3

Currently I use multiple lines to append content into a combined file, e.g.

./myprogram 1.txt > Out.txt # Overwrite for the 1st file
./myprogram 2.txt >> Out.txt
./myprogram 3.txt >> Out.txt
./myprogram 4.txt >> Out.txt

Is it possible to replace by one-liner?

4
  • 4
    I will never understand why people insist on magical one liners instead of putting an easy to understand solution into a shell script. Commented Aug 7, 2014 at 11:21
  • Because it is error prone, the first line is a single ">", and the rest of lines are ">>", I've several times used ">>" in the first line due to copy and paste, so I am looking for more elegant solution. does it make sense to you? Commented Aug 7, 2014 at 15:52
  • Creating a shell script with good formatting, indentation and comments is better anyway because it's easier to understand, and therefore less error prone then an endless one-liner.
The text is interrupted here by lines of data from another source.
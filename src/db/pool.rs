//! Database connection pool management
//!
//! This module provides connection pooling using SQLx with configuration
//! options for connection limits and timeouts.

use sqlx::postgres::{PgConnectOptions, PgPool, PgPoolOptions};
use sqlx::ConnectOptions;
use std::str::FromStr;
use std::time::Duration;

use crate::config::DatabaseConfig;
use crate::error::{Error, Result};

/// Type alias for the database connection pool
pub type DbPool = PgPool;

/// Create a new database connection pool
///
/// Fails if the database cannot be reached, so a misconfigured consumer
/// stops at startup rather than on its first message.
pub async fn create_pool(config: &DatabaseConfig) -> Result<DbPool> {
    let connect_options = PgConnectOptions::from_str(&config.connection_url())
        .map_err(|e| Error::config(format!("Invalid database URL: {}", e)))?
        .application_name("order-pipeline")
        .log_statements(tracing::log::LevelFilter::Debug);

    let pool = PgPoolOptions::new()
        .max_connections(config.pool_max_size)
        .acquire_timeout(config.pool_timeout())
        .idle_timeout(Some(config.idle_timeout()))
        .test_before_acquire(true)
        .max_lifetime(Some(Duration::from_secs(3600))) // 1 hour
        .connect_with(connect_options)
        .await
        .map_err(|e| {
            Error::database(format!(
                "Failed to connect to {}: {}",
                config.masked_url(),
                e
            ))
        })?;

    health_check(&pool).await?;

    tracing::info!(
        url = %config.masked_url(),
        max_connections = config.pool_max_size,
        "Database connection pool created"
    );

    Ok(pool)
}

/// Pool health check
///
/// Verifies that the pool can acquire a connection and execute a simple query.
pub async fn health_check(pool: &DbPool) -> Result<()> {
    let start = std::time::Instant::now();

    sqlx::query("SELECT 1")
        .fetch_one(pool)
        .await
        .map_err(|e| Error::database(format!("Health check failed: {}", e)))?;

    let elapsed = start.elapsed();

    if elapsed > Duration::from_secs(1) {
        tracing::warn!(
            elapsed_ms = elapsed.as_millis() as u64,
            "Database health check slow"
        );
    }

    Ok(())
}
If you need to do the above more than once, it will also save a lot of time. Commented Aug 7, 2014 at 16:00
  • @Ryan you could begin with cat /dev/null > Out.txt and have >> on all invocations of ./myprogram. Commented Aug 8, 2014 at 14:46

5 Answers 5

8
(./myprogram 1.txt; ./myprogram 2.txt; ./myprogram 3.txt; ./myprogram 4.txt) > out.txt
1
  • +1 Bonus, this works in bash, sh, csh/tcsh, zsh, and probably more... Commented Aug 8, 2014 at 13:46
5

It depends on what you want to do and how your program handle input args.

But let's say you have /path/to/myprogram.sh who look like this one :

#!/bin/bash
echo "Processing file ${1?missing input file}"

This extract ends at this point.